For the first time in 20 years, American commercial aviation had no fatalities last year, Bonham said.

"Accidents are a chain, a progression of small errors that culminate in an accident," he said. About 30,000 reports of errors are being submitted annually to the FAA, which is catching small things and breaking the chain, he said.

Capt. David Chock, Aloha Airlines pilot trainer and evaluator, said aviation safety is continually being improved with advanced training and equipment and response to changes, such as increased congestion in the skies. Simulators are used to identify problems and take corrective action to reduce human errors, he said.
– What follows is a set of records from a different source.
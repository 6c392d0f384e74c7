// ABOUTME: Engine-level error taxonomy: local validation, transport, protocol and decode failures
// ABOUTME: Provides structured error reporting with automatic conversion from I/O and codec errors

use crate::client::state::SessionState;
use crate::codec::CodecError;
use crate::datatypes::describe_status;
use std::io;
use thiserror::Error;

/// Errors surfaced by [`SmppEngine`](crate::client::SmppEngine) operations.
///
/// Validation errors (`NotAuthorized`, `FieldTooLong`, `InvalidOptions`) are
/// raised before anything is written and never consume a sequence number.
#[derive(Debug, Error)]
pub enum SmppError {
    /// Operation not permitted in the current session state
    #[error("{operation} not permitted while {state}")]
    NotAuthorized {
        operation: &'static str,
        state: SessionState,
    },

    /// A field exceeds its protocol limit
    #[error("{field} is {actual} bytes, limit is {max}")]
    FieldTooLong {
        field: &'static str,
        max: usize,
        actual: usize,
    },

    /// Option values outside their protocol range
    #[error("Invalid options: {0}")]
    InvalidOptions(String),

    /// No resolved address for the SMSC accepted a connection
    #[error("Connect to {host}:{port} failed: {source}")]
    ConnectFailed {
        host: String,
        port: u16,
        #[source]
        source: io::Error,
    },

    /// I/O error on an established connection
    #[error("Connection error: {0}")]
    Connection(#[from] io::Error),

    /// Connection closed by the peer or torn down locally
    #[error("Connection closed")]
    ConnectionClosed,

    /// Non-OK command_status in a response
    #[error("Protocol error on {command_id:#010x}: {}", status_text(.status))]
    Protocol { command_id: u32, status: u32 },

    /// The SMSC refused the bind
    #[error("Bind rejected: {}", status_text(.status))]
    BindRejected { status: u32 },

    /// Wire encoding or decoding failed
    #[error("Codec error: {0}")]
    Codec(CodecError),

    /// Operation timeout
    #[error("Operation timeout")]
    Timeout,

    /// No pending request under this sequence number
    #[error("No pending request for sequence {sequence}")]
    NotFound { sequence: u32 },
}

fn status_text(status: &u32) -> String {
    describe_status(*status)
}

/// Result type alias for SMPP operations
pub type SmppResult<T> = Result<T, SmppError>;

impl From<CodecError> for SmppError {
    fn from(err: CodecError) -> Self {
        match err {
            CodecError::FieldTooLong { field, max, actual } => {
                SmppError::FieldTooLong { field, max, actual }
            }
            other => SmppError::Codec(other),
        }
    }
}

impl SmppError {
    /// Transport-level failures that leave the session unusable.
    pub fn is_transport(&self) -> bool {
        matches!(
            self,
            SmppError::Connection(_) | SmppError::ConnectionClosed | SmppError::ConnectFailed { .. }
        )
    }

    /// Failures that say nothing about the message itself: the same request
    /// may succeed on another attempt or another SMSC.
    pub fn is_retryable(&self) -> bool {
        self.is_transport() || matches!(self, SmppError::NotAuthorized { .. } | SmppError::Timeout)
    }
}

#[cfg(test)]
mod tests {
    use super::*;

    #[test]
    fn codec_length_errors_become_field_too_long() {
        let err: SmppError = CodecError::FieldTooLong {
            field: "password",
            max: 8,
            actual: 9,
        }
        .into();
        assert!(matches!(err, SmppError::FieldTooLong { field: "password", .. }));

        let err: SmppError = CodecError::Incomplete.into();
        assert!(matches!(err, SmppError::Codec(CodecError::Incomplete)));
    }

    #[test]
    fn only_link_failures_are_retryable() {
        assert!(SmppError::ConnectionClosed.is_retryable());
        assert!(SmppError::Timeout.is_retryable());
        assert!(
            SmppError::NotAuthorized {
                operation: "submit_sm",
                state: SessionState::Connected
            }
            .is_retryable()
        );

        let nul_in_address: SmppError = CodecError::FieldValidation {
            field: "destination_addr",
            reason: "contains NUL".to_string(),
        }
        .into();
        assert!(!nul_in_address.is_retryable());
        assert!(!SmppError::InvalidOptions("bad".to_string()).is_retryable());
    }

    #[test]
    fn protocol_error_names_status() {
        let err = SmppError::BindRejected { status: 0x0E };
        assert_eq!(err.to_string(), "Bind rejected: ESME_RINVPASWD (0x0000000E)");
    }
}
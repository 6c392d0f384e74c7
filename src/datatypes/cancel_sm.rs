use crate::codec::{CodecError, Decodable, Encodable, PduHeader, decode_cstring, encode_cstring};
use crate::datatypes::CommandId;
use crate::datatypes::address::{Address, MAX_ADDR_LEN};
use crate::datatypes::submit_sm::{MAX_MESSAGE_ID_LEN, MAX_SERVICE_TYPE_LEN};
use bytes::BytesMut;
use std::io::Cursor;

/// Cancels a pending message. With an empty message_id the SMSC cancels
/// every message from `source` to `destination` instead.
#[derive(Clone, Debug, PartialEq, Eq)]
pub struct CancelSm {
    pub sequence_number: u32,
    pub service_type: String,
    pub message_id: String,
    pub source: Address,
    pub destination: Address,
}

impl Encodable for CancelSm {
    fn encode(&self, buf: &mut BytesMut) -> Result<(), CodecError> {
        PduHeader::new(CommandId::CancelSm, 0, self.sequence_number).encode(buf);
        encode_cstring(buf, &self.service_type, MAX_SERVICE_TYPE_LEN, "service_type")?;
        encode_cstring(buf, &self.message_id, MAX_MESSAGE_ID_LEN, "message_id")?;
        self.source.encode(buf, MAX_ADDR_LEN, "source_addr")?;
        self.destination.encode(buf, MAX_ADDR_LEN, "destination_addr")
    }
}

impl Decodable for CancelSm {
    fn decode(header: PduHeader, buf: &mut Cursor<&[u8]>) -> Result<Self, CodecError> {
        Ok(CancelSm {
            sequence_number: header.sequence_number,
            service_type: decode_cstring(buf, MAX_SERVICE_TYPE_LEN, "service_type")?,
            message_id: decode_cstring(buf, MAX_MESSAGE_ID_LEN, "message_id")?,
            source: Address::decode(buf, MAX_ADDR_LEN, "source_addr")?,
            destination: Address::decode(buf, MAX_ADDR_LEN, "destination_addr")?,
        })
    }
}

header_only_pdu!(CancelSmResponse, CommandId::CancelSmResp);

#[cfg(test)]
mod tests {
    use super::*;
    use crate::codec::Frame;

    #[test]
    fn cancel_roundtrip() {
        let cancel = CancelSm {
            sequence_number: 3,
            service_type: String::new(),
            message_id: "ABC".into(),
            source: Address::default(),
            destination: Address::default(),
        };
        let bytes = cancel.to_bytes().unwrap();
        assert_eq!(bytes.len(), 16 + 1 + 4 + 3 + 3);
        assert_eq!(Frame::decode(&bytes).unwrap(), Frame::CancelSm(cancel));
    }
}
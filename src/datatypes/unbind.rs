use crate::datatypes::CommandId;

header_only_pdu!(
    /// Ends the bound session; either party may send it.
    Unbind,
    CommandId::Unbind
);

header_only_pdu!(UnbindResponse, CommandId::UnbindResp);

#[cfg(test)]
mod tests {
    use super::*;
    use crate::codec::{Encodable, Frame};

    #[test]
    fn unbind_roundtrip() {
        let bytes = Unbind::new(4).to_bytes().unwrap();
        assert_eq!(Frame::decode(&bytes).unwrap(), Frame::Unbind(Unbind::new(4)));
    }

    #[test]
    fn padded_unbind_resp_is_accepted() {
        let mut bytes = UnbindResponse::new(4).to_bytes().unwrap().to_vec();
        bytes.extend_from_slice(&[0, 0]);
        bytes[0..4].copy_from_slice(&18u32.to_be_bytes());
        assert_eq!(
            Frame::decode(&bytes).unwrap(),
            Frame::UnbindResp(UnbindResponse::new(4))
        );
    }
}
/// Sequence numbers run 1..=0x7FFFFFFF and then start over at 1.
const LAST_SEQUENCE: u32 = 0x7FFF_FFFF;

const STATUS_OK: u32 = CommandStatus::Ok as u32;

fn following(sequence: u32) -> u32 {
    if sequence >= LAST_SEQUENCE { 1 } else { sequence + 1 }
}

/// Lazily formatted hex dump for TRACE logs.
struct HexDump<'a>(&'a [u8]);

impl fmt::Display for HexDump<'_> {
    fn fmt(&self, f: &mut fmt::Formatter<'_>) -> fmt::Result {
        for (i, byte) in self.0.iter().enumerate() {
            if i > 0 {
                f.write_str(" ")?;
            }
            write!(f, "{byte:02x}")?;
        }
        Ok(())
    }
}

#[derive(Debug, Default, Clone, Copy)]
struct LinkStats {
    pings: u32,
    pongs: u32,
    /// enquire_link PDUs sent since the last enquire_link_resp.
    unanswered: u32,
}

#[derive(Debug, Clone, Copy)]
struct BindAttempt {
    mode: BindMode,
    sequence: u32,
    fallback_allowed: bool,
}

/// Everything the main loop and the heartbeat share.
struct Session<T> {
    engine: usize,
    transport: T,
    buffer: BytesMut,
    state: BindStateMachine,
    pending: PendingRequestTable,
    /// Non-submit requests awaiting a response, for correlation and logging.
    outstanding: HashMap<u32, (CommandId, Instant)>,
    next_sequence: u32,
    credentials: BindCredentials,
    bind_attempt: Option<BindAttempt>,
    smsc_system_id: Option<String>,
    link: LinkStats,
    /// Failure hit after earlier PDUs of the same read produced events;
    /// reported by the next `process_incoming`.
    deferred: Option<SmppError>,
}
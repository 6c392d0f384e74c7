// ABOUTME: registered_delivery flags requesting SMSC receipts and SME acknowledgements

/// The registered_delivery octet of submit_sm, submit_multi and replace_sm.
#[derive(Copy, Clone, Debug, PartialEq, Eq, Default)]
pub struct RegisteredDelivery(u8);

impl RegisteredDelivery {
    pub const NONE: u8 = 0x00;
    /// Receipt on final outcome, success or failure.
    pub const SMSC_RECEIPT: u8 = 0x01;
    /// Receipt only when delivery fails.
    pub const SMSC_RECEIPT_ON_FAILURE: u8 = 0x02;
    pub const SME_DELIVERY_ACK: u8 = 0x04;
    pub const SME_MANUAL_ACK: u8 = 0x08;
    pub const INTERMEDIATE_NOTIFICATION: u8 = 0x10;

    pub const fn new(raw: u8) -> Self {
        RegisteredDelivery(raw)
    }

    pub fn receipt() -> Self {
        RegisteredDelivery(Self::SMSC_RECEIPT)
    }

    pub fn wants_receipt(self) -> bool {
        self.0 & 0x03 != 0
    }

    pub fn to_byte(self) -> u8 {
        self.0
    }
}

impl From<u8> for RegisteredDelivery {
    fn from(value: u8) -> Self {
        RegisteredDelivery(value)
    }
}
use crate::codec::{
    CodecError, Decodable, Encodable, PduHeader, decode_cstring, decode_u8, encode_cstring,
};
use crate::datatypes::address::{Address, MAX_ADDR_LEN};
use crate::datatypes::submit_sm::{MAX_MESSAGE_ID_LEN, decode_peer_time, encode_time};
use crate::datatypes::{CommandId, MessageState, SmppDateTime};
use bytes::{Buf, BufMut, BytesMut};
use std::io::Cursor;

/// Asks the SMSC for the current state of a previously submitted message.
#[derive(Clone, Debug, PartialEq, Eq)]
pub struct QuerySm {
    pub sequence_number: u32,
    pub message_id: String,
    /// Must match the source address used on submission.
    pub source: Address,
}

impl Encodable for QuerySm {
    fn encode(&self, buf: &mut BytesMut) -> Result<(), CodecError> {
        PduHeader::new(CommandId::QuerySm, 0, self.sequence_number).encode(buf);
        encode_cstring(buf, &self.message_id, MAX_MESSAGE_ID_LEN, "message_id")?;
        self.source.encode(buf, MAX_ADDR_LEN, "source_addr")
    }
}

impl Decodable for QuerySm {
    fn decode(header: PduHeader, buf: &mut Cursor<&[u8]>) -> Result<Self, CodecError> {
        Ok(QuerySm {
            sequence_number: header.sequence_number,
            message_id: decode_cstring(buf, MAX_MESSAGE_ID_LEN, "message_id")?,
            source: Address::decode(buf, MAX_ADDR_LEN, "source_addr")?,
        })
    }
}

#[derive(Clone, Debug, PartialEq, Eq)]
pub struct QuerySmResponse {
    pub command_status: u32,
    pub sequence_number: u32,
    pub message_id: String,
    /// Empty while the message has not reached a final state.
    pub final_date: SmppDateTime,
    pub message_state: u8,
    /// Network specific error code.
    pub error_code: u8,
}

impl QuerySmResponse {
    pub fn state(&self) -> Option<MessageState> {
        MessageState::try_from(self.message_state).ok()
    }
}

impl Encodable for QuerySmResponse {
    fn encode(&self, buf: &mut BytesMut) -> Result<(), CodecError> {
        PduHeader::new(CommandId::QuerySmResp, self.command_status, self.sequence_number)
            .encode(buf);
        encode_cstring(buf, &self.message_id, MAX_MESSAGE_ID_LEN, "message_id")?;
        encode_time(buf, &self.final_date, "final_date")?;
        buf.put_u8(self.message_state);
        buf.put_u8(self.error_code);
        Ok(())
    }
}

impl Decodable for QuerySmResponse {
    fn decode(header: PduHeader, buf: &mut Cursor<&[u8]>) -> Result<Self, CodecError> {
        if !buf.has_remaining() {
            return Ok(QuerySmResponse {
                command_status: header.command_status,
                sequence_number: header.sequence_number,
                message_id: String::new(),
                final_date: SmppDateTime::immediate(),
                message_state: 0,
                error_code: 0,
            });
        }
        Ok(QuerySmResponse {
            command_status: header.command_status,
            sequence_number: header.sequence_number,
            message_id: decode_cstring(buf, MAX_MESSAGE_ID_LEN, "message_id")?,
            final_date: decode_peer_time(buf, "final_date")?,
            message_state: decode_u8(buf)?,
            error_code: decode_u8(buf)?,
        })
    }
}

#[cfg(test)]
mod tests {
    use super::*;
    use crate::codec::{Frame, encode_header};

    #[test]
    fn query_roundtrip() {
        let query = QuerySm {
            sequence_number: 11,
            message_id: "MSG-1".into(),
            source: Address::default(),
        };
        let bytes = query.to_bytes().unwrap();
        assert_eq!(&bytes[16..], b"MSG-1\0\x00\x00\0");
        assert_eq!(Frame::decode(&bytes).unwrap(), Frame::QuerySm(query));
    }

    #[test]
    fn response_exposes_state() {
        let resp = QuerySmResponse {
            command_status: 0,
            sequence_number: 11,
            message_id: "MSG-1".into(),
            final_date: SmppDateTime::new("251019120000000+").unwrap(),
            message_state: MessageState::Delivered as u8,
            error_code: 0,
        };
        let bytes = resp.to_bytes().unwrap();
        match Frame::decode(&bytes).unwrap() {
            Frame::QuerySmResp(decoded) => {
                assert_eq!(decoded.state(), Some(MessageState::Delivered));
                assert_eq!(decoded, resp);
            }
            other => panic!("unexpected frame {other:?}"),
        }
    }

    #[test]
    fn odd_final_date_still_yields_the_state() {
        let body = b"MSG-1\0yesterday\0\x02\x00";
        let mut raw = encode_header(CommandId::QuerySmResp, 0, 12, body.len()).to_vec();
        raw.extend_from_slice(body);

        match Frame::decode(&raw).unwrap() {
            Frame::QuerySmResp(decoded) => {
                assert_eq!(decoded.final_date.as_str(), "yesterday");
                assert_eq!(decoded.state(), Some(MessageState::Delivered));
                assert!(matches!(
                    decoded.to_bytes(),
                    Err(CodecError::FieldValidation { field: "final_date", .. })
                ));
            }
            other => panic!("unexpected frame {other:?}"),
        }
    }
}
Dr. S.Y. Tan, director of St. Francis International Center for Healthcare Ethics, said anesthesia errors have been reduced through use of simulators for training, technological changes, development of practice guidelines and standards and creation of an Anesthesia Patient Safety Foundation.

Death rates dropped from two per 10,000 patients in the early 1980s to one per 200,000 to 300,000 anesthetics administered currently, he said. "Malpractice premiums for anesthesiologists have tumbled as a result."

Tan said a medical error reporting system is needed that provides immunity, similar to the aviation safety system.

The Institute of Medicine has recommended a nationwide reporting system, but Tan said "it would be especially good if we could be leaders" with a state system.

Dr. Susan Tolle, director of the Center for Ethics in Health Care, Oregon Health Science University, noted Hawaii has "a very polite, nonconfrontational, saving-face culture," which makes it more difficult to point out medical errors.